#### ASSIGNMENT
In the entries below, find every line with "stale" and copy it.

-*-*-

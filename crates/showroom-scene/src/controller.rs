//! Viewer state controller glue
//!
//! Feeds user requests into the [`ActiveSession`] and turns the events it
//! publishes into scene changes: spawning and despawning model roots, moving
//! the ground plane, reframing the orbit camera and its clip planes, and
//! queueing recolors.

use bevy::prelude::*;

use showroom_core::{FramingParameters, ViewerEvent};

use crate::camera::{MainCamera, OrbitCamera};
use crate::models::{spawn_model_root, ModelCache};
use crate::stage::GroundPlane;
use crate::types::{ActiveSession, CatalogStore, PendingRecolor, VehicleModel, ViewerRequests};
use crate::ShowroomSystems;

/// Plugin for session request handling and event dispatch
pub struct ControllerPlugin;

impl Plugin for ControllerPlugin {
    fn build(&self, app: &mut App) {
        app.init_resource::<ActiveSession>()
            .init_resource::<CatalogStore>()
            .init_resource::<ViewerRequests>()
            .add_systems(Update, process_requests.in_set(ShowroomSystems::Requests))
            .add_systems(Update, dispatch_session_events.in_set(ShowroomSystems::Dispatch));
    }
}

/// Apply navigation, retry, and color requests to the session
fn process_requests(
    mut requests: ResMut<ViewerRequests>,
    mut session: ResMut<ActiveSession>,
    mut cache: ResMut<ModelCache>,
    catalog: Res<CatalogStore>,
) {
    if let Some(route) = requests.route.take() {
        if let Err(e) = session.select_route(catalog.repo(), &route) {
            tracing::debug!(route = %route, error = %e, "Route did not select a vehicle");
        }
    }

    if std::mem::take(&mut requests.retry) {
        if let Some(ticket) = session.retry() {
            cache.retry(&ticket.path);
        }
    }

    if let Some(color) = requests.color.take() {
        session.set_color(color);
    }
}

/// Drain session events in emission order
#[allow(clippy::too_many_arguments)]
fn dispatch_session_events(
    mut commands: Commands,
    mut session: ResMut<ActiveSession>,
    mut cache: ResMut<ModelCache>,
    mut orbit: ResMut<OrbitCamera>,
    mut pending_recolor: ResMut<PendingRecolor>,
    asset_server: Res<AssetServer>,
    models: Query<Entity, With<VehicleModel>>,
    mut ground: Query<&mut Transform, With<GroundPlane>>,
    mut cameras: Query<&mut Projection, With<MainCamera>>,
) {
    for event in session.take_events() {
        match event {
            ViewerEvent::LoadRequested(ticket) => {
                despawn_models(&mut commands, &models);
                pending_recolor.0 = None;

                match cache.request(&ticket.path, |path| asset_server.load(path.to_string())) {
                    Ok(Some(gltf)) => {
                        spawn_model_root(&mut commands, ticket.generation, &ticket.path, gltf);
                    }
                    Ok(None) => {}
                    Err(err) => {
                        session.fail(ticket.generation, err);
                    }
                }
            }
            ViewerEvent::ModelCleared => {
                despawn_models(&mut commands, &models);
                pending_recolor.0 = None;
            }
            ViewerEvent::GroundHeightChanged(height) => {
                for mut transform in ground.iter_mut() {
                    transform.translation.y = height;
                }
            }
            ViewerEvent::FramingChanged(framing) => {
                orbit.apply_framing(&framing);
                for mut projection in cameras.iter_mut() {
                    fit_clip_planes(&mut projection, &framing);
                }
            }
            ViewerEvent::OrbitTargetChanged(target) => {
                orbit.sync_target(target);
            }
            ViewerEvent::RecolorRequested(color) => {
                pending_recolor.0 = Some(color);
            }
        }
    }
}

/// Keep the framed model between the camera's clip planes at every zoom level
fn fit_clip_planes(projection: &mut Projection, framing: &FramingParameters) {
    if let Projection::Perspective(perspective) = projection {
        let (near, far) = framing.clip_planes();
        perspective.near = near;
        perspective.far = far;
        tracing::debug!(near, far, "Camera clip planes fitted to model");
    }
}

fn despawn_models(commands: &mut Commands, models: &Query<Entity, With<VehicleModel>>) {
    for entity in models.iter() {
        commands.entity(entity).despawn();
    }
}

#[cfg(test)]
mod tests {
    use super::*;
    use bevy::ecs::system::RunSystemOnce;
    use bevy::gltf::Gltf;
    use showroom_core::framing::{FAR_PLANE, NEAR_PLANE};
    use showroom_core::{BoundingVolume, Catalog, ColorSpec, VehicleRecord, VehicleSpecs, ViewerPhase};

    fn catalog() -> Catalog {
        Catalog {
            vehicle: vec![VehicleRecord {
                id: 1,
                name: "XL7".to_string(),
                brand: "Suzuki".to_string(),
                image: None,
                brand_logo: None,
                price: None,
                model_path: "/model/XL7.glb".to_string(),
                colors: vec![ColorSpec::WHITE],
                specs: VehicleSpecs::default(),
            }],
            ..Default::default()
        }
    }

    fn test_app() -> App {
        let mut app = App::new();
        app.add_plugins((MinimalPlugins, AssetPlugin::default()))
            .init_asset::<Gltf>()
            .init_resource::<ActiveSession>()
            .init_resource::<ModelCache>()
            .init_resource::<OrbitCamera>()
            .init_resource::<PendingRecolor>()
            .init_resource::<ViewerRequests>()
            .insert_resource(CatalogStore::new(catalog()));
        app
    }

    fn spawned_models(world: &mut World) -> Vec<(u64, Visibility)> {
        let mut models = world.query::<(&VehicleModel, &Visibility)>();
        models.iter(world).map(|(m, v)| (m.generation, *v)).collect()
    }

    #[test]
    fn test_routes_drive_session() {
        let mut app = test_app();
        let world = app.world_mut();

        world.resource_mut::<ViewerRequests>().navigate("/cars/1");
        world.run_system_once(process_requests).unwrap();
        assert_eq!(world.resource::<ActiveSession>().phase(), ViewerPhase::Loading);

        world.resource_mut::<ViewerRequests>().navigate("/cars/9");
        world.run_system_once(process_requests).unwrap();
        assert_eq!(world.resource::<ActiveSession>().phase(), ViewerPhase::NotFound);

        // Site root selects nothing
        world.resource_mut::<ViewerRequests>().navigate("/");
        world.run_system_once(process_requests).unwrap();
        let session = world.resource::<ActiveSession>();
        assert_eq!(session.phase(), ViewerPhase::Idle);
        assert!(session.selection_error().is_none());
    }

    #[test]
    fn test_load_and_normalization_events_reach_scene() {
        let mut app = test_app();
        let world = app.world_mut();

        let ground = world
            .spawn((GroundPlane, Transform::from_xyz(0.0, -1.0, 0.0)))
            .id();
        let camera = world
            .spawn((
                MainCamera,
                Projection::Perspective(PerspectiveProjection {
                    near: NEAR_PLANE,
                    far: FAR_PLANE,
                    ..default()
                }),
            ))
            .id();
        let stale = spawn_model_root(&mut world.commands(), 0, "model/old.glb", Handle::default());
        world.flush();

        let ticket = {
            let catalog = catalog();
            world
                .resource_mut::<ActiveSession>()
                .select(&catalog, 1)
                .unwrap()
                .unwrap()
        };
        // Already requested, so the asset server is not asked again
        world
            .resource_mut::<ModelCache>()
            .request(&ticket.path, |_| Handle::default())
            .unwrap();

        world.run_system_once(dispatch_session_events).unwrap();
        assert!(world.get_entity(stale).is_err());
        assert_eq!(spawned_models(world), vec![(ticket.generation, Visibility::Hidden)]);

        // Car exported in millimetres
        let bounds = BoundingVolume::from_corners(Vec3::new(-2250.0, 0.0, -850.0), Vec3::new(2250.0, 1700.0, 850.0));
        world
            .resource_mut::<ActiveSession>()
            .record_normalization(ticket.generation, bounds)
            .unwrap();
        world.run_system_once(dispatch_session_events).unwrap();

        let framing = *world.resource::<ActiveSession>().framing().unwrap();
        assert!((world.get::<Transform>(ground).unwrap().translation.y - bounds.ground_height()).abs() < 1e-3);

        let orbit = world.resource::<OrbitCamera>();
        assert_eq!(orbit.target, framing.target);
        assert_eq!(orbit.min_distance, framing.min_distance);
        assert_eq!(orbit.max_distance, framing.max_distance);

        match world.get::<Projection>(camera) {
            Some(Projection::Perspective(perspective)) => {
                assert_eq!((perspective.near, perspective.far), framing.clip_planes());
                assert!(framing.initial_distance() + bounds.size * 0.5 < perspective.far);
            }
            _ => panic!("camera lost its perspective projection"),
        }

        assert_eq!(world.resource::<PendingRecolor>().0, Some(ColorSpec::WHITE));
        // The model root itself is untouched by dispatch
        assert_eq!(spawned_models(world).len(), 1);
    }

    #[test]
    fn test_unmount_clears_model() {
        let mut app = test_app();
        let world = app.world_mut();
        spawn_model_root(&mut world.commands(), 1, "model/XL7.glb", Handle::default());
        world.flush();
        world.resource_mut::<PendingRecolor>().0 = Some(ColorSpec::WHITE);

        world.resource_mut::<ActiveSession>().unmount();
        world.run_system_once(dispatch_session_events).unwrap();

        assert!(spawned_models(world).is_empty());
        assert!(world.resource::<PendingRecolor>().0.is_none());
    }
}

-*-*-

#### EXERCISE SOLUTION
        let stale = spawn_model_root(&mut world.commands(), 0, "model/old.glb", Handle::default());
        assert!(world.get_entity(stale).is_err());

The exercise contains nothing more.